まずは武器を思い浮かべる、ゴルフクラブとかバール、鉄パイプ、後は木刀辺りだろうか。腕力がなくても、ブンブンと振り回せる物。
思い浮かんだ物を一つ一つ検索して眺めていく。重さとか長さが数字で表示されているのだが、いまいちピンと来ない。どれぐらいの感じなんだろうと想像は出来るけど、それ以上が分からない。この辺がネットショッピングの不便な所だよね。
そんな中一つピンと来るものがあった。素振り用木刀というものだが、レビューの評価が高く「硬くて、いい重さ」ってのが大半だった。商品名は「日本刀より重い 水に沈む木刀素振り用115cm(2,5kg)」だ。お値段9,800円。何か水に沈むってフレーズが気に入った。いいね~っとポチる。
ついでに今のが重すぎた場合を考え、関連商品にあった普通の木刀も1本ポチっておく。「赤樫 小次郎」ってやつだ。レビューの評価が高かったからで、思い入れは特にない。
続いてペットの卵の箱を探す。
これはすぐに見つかった。
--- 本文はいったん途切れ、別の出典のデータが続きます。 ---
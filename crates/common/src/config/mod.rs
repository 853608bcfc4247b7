//! Configuration management for LexForge
//!
//! Supports loading configuration from:
//! - Environment variables (prefixed with APP__)
//! - Configuration files (config/default, config/{APP_ENV}, config/local)
//! - Default values

use config::{Config, ConfigError, Environment, File};
use serde::{Deserialize, Serialize};
use std::time::Duration;
use validator::Validate;

use crate::errors::Result;

/// Main application configuration
#[derive(Debug, Clone, Default, Deserialize, Serialize, Validate)]
pub struct AppConfig {
    /// Retrieval and ranking knobs
    #[serde(default)]
    #[validate(nested)]
    pub retrieval: RetrievalConfig,

    /// Embedding provider configuration
    #[serde(default)]
    #[validate(nested)]
    pub embedding: EmbeddingConfig,

    /// Legal feature store configuration
    #[serde(default)]
    #[validate(nested)]
    pub legal: LegalConfig,

    /// Observability configuration
    #[serde(default)]
    pub observability: ObservabilityConfig,
}

#[derive(Debug, Clone, Deserialize, Serialize, Validate)]
pub struct RetrievalConfig {
    /// Requested result count (k)
    #[serde(default = "default_top_k")]
    pub top_k: usize,

    /// Results kept by the rerank stage (k_reranker)
    #[serde(default = "default_top_k_reranker")]
    pub top_k_reranker: usize,

    /// Minimum rerank score (r); zero disables the cutoff
    #[serde(default)]
    pub relevance_threshold: f32,

    /// Lexical weight in the hybrid ensemble (w)
    #[serde(default = "default_hybrid_bm25_weight")]
    #[validate(range(min = 0.0, max = 1.0))]
    pub hybrid_bm25_weight: f32,

    /// Use hybrid lexical+vector search for collections
    #[serde(default)]
    pub hybrid_search: bool,

    /// Return whole collections instead of searching them
    #[serde(default)]
    pub full_context: bool,

    /// Maximum concurrent tasks per fan-out call
    #[serde(default = "default_max_concurrency")]
    #[validate(range(min = 1))]
    pub max_concurrency: usize,

    /// Per-task timeout in seconds
    #[serde(default = "default_task_timeout")]
    #[validate(range(min = 1))]
    pub task_timeout_secs: u64,
}

/// Embedding provider engine
#[derive(Debug, Clone, Copy, Deserialize, Serialize, PartialEq, Eq)]
pub enum EmbeddingEngine {
    #[serde(rename = "openai")]
    OpenAi,
    #[serde(rename = "azure_openai")]
    AzureOpenAi,
    #[serde(rename = "ollama")]
    Ollama,
    #[serde(rename = "mock")]
    Mock,
}

impl EmbeddingEngine {
    pub fn as_str(&self) -> &'static str {
        match self {
            EmbeddingEngine::OpenAi => "openai",
            EmbeddingEngine::AzureOpenAi => "azure_openai",
            EmbeddingEngine::Ollama => "ollama",
            EmbeddingEngine::Mock => "mock",
        }
    }
}

#[derive(Debug, Clone, Deserialize, Serialize, Validate)]
pub struct EmbeddingConfig {
    /// Embedding engine: openai, azure_openai, ollama, mock
    #[serde(default = "default_embedding_engine")]
    pub engine: EmbeddingEngine,

    /// API key for embedding service
    pub api_key: Option<String>,

    /// API base URL (for custom endpoints)
    pub api_base: Option<String>,

    /// Model (or Azure deployment) to use
    #[serde(default = "default_embedding_model")]
    pub model: String,

    /// Embedding dimension
    #[serde(default = "default_embedding_dimension")]
    #[validate(range(min = 1))]
    pub dimension: usize,

    /// Request timeout in seconds
    #[serde(default = "default_embedding_timeout")]
    #[validate(range(min = 1))]
    pub timeout_secs: u64,

    /// Attempts made when the provider rate-limits
    #[serde(default = "default_embedding_retries")]
    #[validate(range(min = 1))]
    pub max_retries: u32,

    /// Batch size for embedding requests
    #[serde(default = "default_batch_size")]
    #[validate(range(min = 1))]
    pub batch_size: usize,

    /// Prefix applied to query embeddings
    pub query_prefix: Option<String>,

    /// Prefix applied to content embeddings
    pub content_prefix: Option<String>,

    /// JSON field carrying the prefix; when unset the prefix is prepended to the text
    pub prefix_field_name: Option<String>,

    /// Azure OpenAI API version
    #[serde(default = "default_azure_api_version")]
    pub azure_api_version: String,

    /// Forward user identity headers to the provider
    #[serde(default)]
    pub forward_user_info: bool,
}

#[derive(Debug, Clone, Deserialize, Serialize, Validate)]
pub struct LegalConfig {
    /// Legal store collection; None disables the subsystem
    pub collection: Option<String>,

    /// Feature keys known before sampling the store
    #[serde(default = "default_feature_keys")]
    pub default_feature_keys: Vec<String>,

    /// Payload keys never treated as features
    #[serde(default = "default_base_fields")]
    pub base_fields: Vec<String>,

    /// Maximum legal contexts per request
    #[serde(default = "default_legal_max_results")]
    #[validate(range(min = 1))]
    pub max_results: usize,

    /// Page size used when enumerating the store
    #[serde(default = "default_scroll_page_size")]
    #[validate(range(min = 1))]
    pub scroll_page_size: usize,

    #[serde(default = "default_fallback_content_field")]
    pub fallback_content_field: String,

    #[serde(default = "default_fallback_feature_field")]
    pub fallback_feature_field: String,

    #[serde(default = "default_case_number_field")]
    pub case_number_field: String,

    #[serde(default = "default_file_name_field")]
    pub file_name_field: String,

    #[serde(default = "default_document_id_field")]
    pub document_id_field: String,
}

#[derive(Debug, Clone, Deserialize, Serialize)]
pub struct ObservabilityConfig {
    /// Log level (debug, info, warn, error)
    #[serde(default = "default_log_level")]
    pub log_level: String,

    /// Enable JSON logging
    #[serde(default = "default_json_logging")]
    pub json_logging: bool,

    /// Service name for tracing
    #[serde(default = "default_service_name")]
    pub service_name: String,
}

// Default value functions
fn default_top_k() -> usize { 3 }
fn default_top_k_reranker() -> usize { 3 }
fn default_hybrid_bm25_weight() -> f32 { 0.5 }
fn default_max_concurrency() -> usize { 8 }
fn default_task_timeout() -> u64 { 30 }
fn default_embedding_engine() -> EmbeddingEngine { EmbeddingEngine::OpenAi }
fn default_embedding_model() -> String { crate::DEFAULT_EMBEDDING_MODEL.to_string() }
fn default_embedding_dimension() -> usize { crate::DEFAULT_EMBEDDING_DIMENSION }
fn default_embedding_timeout() -> u64 { 30 }
fn default_embedding_retries() -> u32 { 5 }
fn default_batch_size() -> usize { 10 }
fn default_azure_api_version() -> String { "2023-05-15".to_string() }
fn default_feature_keys() -> Vec<String> {
    ["amar_putusan", "pertimbangan_hukum", "duduk_perkara", "barang_bukti", "pidana"]
        .iter()
        .map(|s| s.to_string())
        .collect()
}
fn default_base_fields() -> Vec<String> {
    [
        "document_id",
        "nomor_putusan",
        "file_name",
        "source_column",
        "column_value",
        "text",
        "vector",
    ]
    .iter()
    .map(|s| s.to_string())
    .collect()
}
fn default_legal_max_results() -> usize { 5 }
fn default_scroll_page_size() -> usize { 256 }
fn default_fallback_content_field() -> String { "column_value".to_string() }
fn default_fallback_feature_field() -> String { "source_column".to_string() }
fn default_case_number_field() -> String { "nomor_putusan".to_string() }
fn default_file_name_field() -> String { "file_name".to_string() }
fn default_document_id_field() -> String { "document_id".to_string() }
fn default_log_level() -> String { "info".to_string() }
fn default_json_logging() -> bool { true }
fn default_service_name() -> String { "lexforge".to_string() }

impl AppConfig {
    /// Load configuration from environment and files
    pub fn load() -> std::result::Result<Self, ConfigError> {
        let env = std::env::var("APP_ENV").unwrap_or_else(|_| "development".to_string());

        let config = Config::builder()
            // Load base config file
            .add_source(File::with_name("config/default").required(false))

            // Load environment-specific config
            .add_source(File::with_name(&format!("config/{}", env)).required(false))

            // Load local overrides
            .add_source(File::with_name("config/local").required(false))

            // Load from environment variables with APP__ prefix
            // e.g., APP__RETRIEVAL__TOP_K=5
            .add_source(
                Environment::with_prefix("APP")
                    .separator("__")
                    .try_parsing(true)
            )

            .build()?;

        config.try_deserialize()
    }

    /// Load from a specific config file
    pub fn from_file(path: &str) -> std::result::Result<Self, ConfigError> {
        let config = Config::builder()
            .add_source(File::with_name(path))
            .add_source(
                Environment::with_prefix("APP")
                    .separator("__")
                    .try_parsing(true)
            )
            .build()?;

        config.try_deserialize()
    }

    /// Run field validation, mapping failures to `AppError::Validation`
    pub fn validated(self) -> Result<Self> {
        self.validate()?;
        Ok(self)
    }

    /// Get the per-task fan-out timeout as Duration
    pub fn task_timeout(&self) -> Duration {
        Duration::from_secs(self.retrieval.task_timeout_secs)
    }

    /// Legal context cap for a request asking for `k` results
    pub fn legal_max_results(&self, k: usize) -> usize {
        if k > 0 {
            self.legal.max_results.min(k)
        } else {
            self.legal.max_results
        }
    }
}

impl Default for RetrievalConfig {
    fn default() -> Self {
        Self {
            top_k: default_top_k(),
            top_k_reranker: default_top_k_reranker(),
            relevance_threshold: 0.0,
            hybrid_bm25_weight: default_hybrid_bm25_weight(),
            hybrid_search: false,
            full_context: false,
            max_concurrency: default_max_concurrency(),
            task_timeout_secs: default_task_timeout(),
        }
    }
}

impl Default for EmbeddingConfig {
    fn default() -> Self {
        Self {
            engine: default_embedding_engine(),
            api_key: None,
            api_base: None,
            model: default_embedding_model(),
            dimension: default_embedding_dimension(),
            timeout_secs: default_embedding_timeout(),
            max_retries: default_embedding_retries(),
            batch_size: default_batch_size(),
            query_prefix: None,
            content_prefix: None,
            prefix_field_name: None,
            azure_api_version: default_azure_api_version(),
            forward_user_info: false,
        }
    }
}

impl Default for LegalConfig {
    fn default() -> Self {
        Self {
            collection: None,
            default_feature_keys: default_feature_keys(),
            base_fields: default_base_fields(),
            max_results: default_legal_max_results(),
            scroll_page_size: default_scroll_page_size(),
            fallback_content_field: default_fallback_content_field(),
            fallback_feature_field: default_fallback_feature_field(),
            case_number_field: default_case_number_field(),
            file_name_field: default_file_name_field(),
            document_id_field: default_document_id_field(),
        }
    }
}

impl Default for ObservabilityConfig {
    fn default() -> Self {
        Self {
            log_level: default_log_level(),
            json_logging: default_json_logging(),
            service_name: default_service_name(),
        }
    }
}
宝箱型の小物入れをポチる。
これで箱の中に梱包材と一緒に入れておけば、卵が簡単に割れてしまう事は無いだろう。
ついでに防刃ロングTシャツもポチった。29,820円と高かったが、肩が無防備だったので欲しかった物だ。値が張るがケチって怪我したら、元も子もないからね。
こうやってお金を稼いでは、少しづつ装備をグレードアップさせていくのも悪くないなと思ったのだった。